Dominant Resource Fairness: Fair Allocation of Multiple Resource Types (2011)

Scheduling and resource allocation policies are at the heart of many systems. However, most resource allocation policies, including very popular ones like max-min fairness, involve allocating a single resource type. In distributed data processing frameworks like Hadoop and Dryad, resources often come in many forms (e.g. CPU, GPU, disk size, memory size, network bandwidth, etc.) and clients often have varying resource requirements. This paper introduces dominant resource fairness (DRF): a new resource allocation policy that handles multiple resource types. DRF satisfies a good number of desirable properties and is implemented in Mesos.

Allocation Properties. It's not easy to describe what makes a resource allocation policy "good" or "fair", especially since most resource allocation policies don't concern multiple object types. Here, we present a set of desirable properties that any resource allocation policy ought to have. The first four are essential; the last four are nice.

  1. Sharing incentive. No user should be better off if resource were statically and equally partitioned between users.
  2. Strategy proofness. Users should be able to improve their allocations by lying about their requirements.
  3. Envy-freeness. No user should prefer the allocation of another user.
  4. Pareto efficient. We should not be able to allocate more resources to a user without taking away resources from another.
  5. Single resource fairness. For a single resource, the solution should reduce to max-min fairness.
  6. Bottleneck fairness. If all users want the same resource the most, the solution should reduce to max-min fairness.
  7. Population monotonicity. When a user leaves the system, nobody's allocation should decrease.
  8. Resource monotonicity. When new resources are introduced into the system, nobody's allocation should decrease.

Dominant Resource Fairness. Assume our system has 9 CPU and 18 GB of memory. Assume job A has tasks that require <1 CPU, 4 GB> and job B has tasks that require <3 CPU, 1 GB>. Tasks of A need 1/9 of the CPU and 4/18 = 2/9 of the memory.
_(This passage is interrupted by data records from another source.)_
use crate::NATIVE_TOKEN_ADDRESS;
use alloy::primitives::Address;
use std::borrow::Cow;

/// An ERC-20 token accepted as payment by the marketplace, and the price
/// feed the marketplace uses to value it.
#[derive(Debug, Clone, PartialEq, Eq, Hash, serde::Deserialize, serde::Serialize)]
#[serde(rename_all = "camelCase")]
pub struct PaymentRecord {
    /// Ticker of the token.
    ticker: Cow<'static, str>,
    /// Address of the token.
    token: Address,
    /// Address of the price feed for the token.
    price_feed: Address,
}

impl PaymentRecord {
    /// Create a new payment record.
    pub const fn new(ticker: Cow<'static, str>, token: Address, price_feed: Address) -> Self {
        Self { ticker, token, price_feed }
    }

    /// Get the ticker of the token.
    pub fn ticker(&self) -> &str {
        &self.ticker
    }

    /// Get the address of the token.
    pub const fn token(&self) -> Address {
        self.token
    }

    /// Get the address of the price feed.
    pub const fn price_feed(&self) -> Address {
        self.price_feed
    }
}

/// An ordered list of [`PaymentRecord`]s.
///
/// Order is significant: the marketplace constructor receives the token
/// addresses in this order and resolves price feeds by index.
#[derive(Debug, Clone, PartialEq, Eq, serde::Deserialize, serde::Serialize)]
#[serde(transparent)]
pub struct PaymentRecords(Cow<'static, [PaymentRecord]>);

impl PaymentRecords {
    /// Create a new list of payment records.
    pub const fn new(records: Cow<'static, [PaymentRecord]>) -> Self {
        Self(records)
    }

    /// Get the records as a slice.
    pub fn as_slice(&self) -> &[PaymentRecord] {
        &self.0
    }

    /// Iterate over the records in order.
    pub fn iter(&self) -> impl Iterator<Item = &PaymentRecord> {
        self.0.iter()
    }

    /// Number of records.
    pub fn len(&self) -> usize {
        self.0.len()
    }

    /// True if there are no records.
    pub fn is_empty(&self) -> bool {
        self.0.is_empty()
    }

    /// The supported-payment list passed to the marketplace constructor.
    pub fn supported_payments(&self) -> Vec<Address> {
        self.iter().map(PaymentRecord::token).collect()
    }

    /// The supported-payment list as the deployed marketplace reports it:
    /// the configured tokens followed by [`NATIVE_TOKEN_ADDRESS`].
    pub fn with_native(&self) -> Vec<Address> {
        let mut payments = self.supported_payments();
        payments.push(NATIVE_TOKEN_ADDRESS);
        payments
    }

    /// Get the record for a token address.
    pub fn record_for(&self, token: Address) -> Option<&PaymentRecord> {
        self.iter().find(|record| record.token == token)
    }

    /// Get the record for a ticker.
    pub fn by_ticker(&self, ticker: &str) -> Option<&PaymentRecord> {
        self.iter().find(|record| record.ticker == ticker)
    }

    /// Get the price feed for a token address.
    pub fn price_feed_for(&self, token: Address) -> Option<Address> {
        self.record_for(token).map(PaymentRecord::price_feed)
    }
}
Tasks of B need 3/9 = 1/3 of the CPU and 1/18 of the memory. We say that CPU is the dominant share of A and memory is the dominant share of B. Generally, given resource capacity vector <c_1, ..., c_n> and a user task requirement vector <a_1, ..., a_n>, the dominant share is the max of all a_i/c_i.

DRF aims to maximize allocations such that all users have an equal dominant share. In the example above, we want to find x allocations for A and y allocations for B such that:

max(x, y)
x + 3y <= 9
4x + y <= 18
2x/9    = y/3

Algorithmically, we repeatedly choose the user with the lowest dominant share and grant it its resource requirements if necessary while updating its dominant share. If we assign a weight vector <w_1, ..., w_n> to each user and scale each dominant share by s_i by w_i, then we have weighted DRF.

Alternate Policies. There are other resource allocation policies that can be used to manage multiple resource types.

First is Asset Fairness. In asset fairness, we maximize resource allocation while ensuring that each user has an equal total allocation. In our example,

max(x, y)
x + 3y <= 9
4x + y <= 18
6x = 7y

Here, we imagine each CPU costs $2 and each GB costs $1. Job A spends $6 per task, and job B spends $7 per task.

Second is Competitive Equilibrium from Equal Incomes (CEEI) where the product of all dominant shares is maximized. That is,

max(xy)
x + 3y <= 9
4x + y <= 18

Analysis.

Property Asset CEEI DRF
Sharing Incentive
Strategy-proofness
Envy-freeness
Pareto efficiency
Single Resource Fairness
Bottleneck Fairness
Population Monotonicity
Resource Monotonicity

Note that Asset Fairness does not provide Sharing Incentive and CEEI is not strategy proof. DRF does not provide Resource Monotonicity, but it can be shown that no resource allocation policy that satisfies sharing incentive and Pareto efficiency can provide resource monotonicity.

Up until now, we've assumed continuous allocations. We can extend DRF to use discrete allocations for K machines where each machine has at least a max-task amount of resources. Here the max-task is <max d_i1, ..., max d_im>. It's guaranteed that the difference in dominant share allocations between any two users is less than one max-task compared to the continuous case.